Archive for the ‘food’ Tag
After watching the HBO series about Julia Child and how she not only elevated American cuisine but also played a significant role in the rise of Public Television, I became interested in Judith Jones.
Jones edited Child’s Mastering the Art of French Cooking. As a fictional work, the TV series played with some facts, not just about the Childs, but also Jones. This led me to her memoir The Tenth Muse: My Life in Food.
Jones grew up in a privileged family where food was given little attention. If not for the family cook, meals would have been completely uninspired. Food was meant to be consumed not talked about. This makes it fascinating to learn about how not only her palate but also her passion evolved.
Jones approach is unassuming and engaging. Yes, she drops names, as in culinary celebrities, but not before she shares her experiences as a college coed in New York City and Paris. The City of Lights is where she met the loves of her life: Evan who she would marry and fine cuisine.
After spending several years in Paris, The Joneses return to New York, where she worked first at Doubleday and later at Knopf. It was there she saved The Diary of Anne Frank from oblivion and made her name as an editor.
Jones recounts her interaction with chefs, her own cooking endeavors and her efforts that helped home cooks move from the bland to the sublime.
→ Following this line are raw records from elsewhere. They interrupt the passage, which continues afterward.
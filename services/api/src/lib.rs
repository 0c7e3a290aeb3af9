//! services/api/src/lib.rs
//!
//! Library surface of the `api` service, shared by the `api` and
//! `openapi` binaries.

pub mod adapters;
pub mod config;
pub mod error;
pub mod web;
Jones also includes many recipes in the memoir.
The Tenth Muse: My Life in Food
Four Bookmarks
Anchor Books, 2007
290 pages, includes photos and index
I’ve seen a lot of Stanley Tucci’s movies; of his many screen appearances, my two favorites are Big Night and the television series Searching for Italy. His memoir, Taste: My Life Through Food, reflects both.
Beginning with his childhood and Italian family background, he recalls school lunches, weeknight dinners and holiday get-togethers with equal enthusiasm and vivid descriptions. He also includes occasional recipes.
Tucci moves through the different phases of his life: his early acting days augmented by waiting tables, his relationship and love for his late wife, his success as an actor, remarrying, movie sets and how food is such an integral part of it all.
Humor, mixed with heartfelt emotion, a little snobbery and his enjoyment of a good stiff drink fill the pages. His writing voice is distinct. Its cadence evokes memories of the TV series wherein he visits different parts of Italy identifying the unique foods of each region.
The memoir is not without plenty of name dropping, something Tucci acknowledges. Yes, he’s acted with numerous well-known celebrities, but it’s the many shared meals themselves that breed envy – even if all of the food isn’t delicious … although most of it is.
Tucci isn’t just a dining connoisseur; he recounts his enjoyment of cooking, which includes planning, shopping, preparing and serving. Whether describing the catering on movie sets or meals with his children, parents and wife (or fellow actors and friends), Tucci clearly acknowledges an appreciation not only for good food, but the community it creates.
Taste: My Life Through Food
Four Bookmarks
Gallery Books, 2021
291 Pages

Give me a well-written book about food with recipes and I’m a happy reader. Cooking for Mr. Latte is Amanda Hesser’s account of how she met her husband, meals with family and friends and writing about food for The New York Times.
I’m no fan of the cover, but this is enjoyable. Hesser’s sense of humor is self-deprecating, but insightful. Her food knowledge is impressive and many of the recipes included at the end of the chapters are ones I want to try. Although some are more daunting than I’m willing to venture, most are enticing without being too challenging.
Mr. Latte is the name the author ascribes to her now husband. Their ideas about food are not at all on the same plate when they first meet. As the relationship grows, each makes concessions as their palates and dining encounters expand.
Hesser describes meals – those in restaurants and those at home – along with the role they have in creating and maintaining close friendships.
The courtship between the author and Mr. Latte is the main thread of the narrative with each chapter a vignette of her life as a writer, single female and foodie in New York City. Visits to her grandmother on the Chesapeake Bay illustrate the importance of family and the comfort of family meals. Her meeting with her future in-laws includes the combination of excitement and angst many can connect with. This isn’t quite a diary, but close. These aren’t private thoughts Hesser shares, but relatable experiences.
Cooking for Mr. Latte
Four Bookmarks
W.W. Norton & Co., 2003
336 pages (includes index)
May in LA usually means gray days (the prelude to June Gloom) and the Los Angeles Times Food Bowl. So far, the skies have been clear and blue and my first Bowl experience more than expected.
This annual event highlights food in the City of Angels (and environs) through special events including panel discussions, restaurant deals, film and more. Casita del Campo’s participation entitled “Dinner Dessert and a Movie” promised chocolate margaritas, Mexican chocolate ice cream and a screening of “Like Water for Chocolate.” We didn’t expect such an attentive the staff, nor such flavorful, well-prepared food.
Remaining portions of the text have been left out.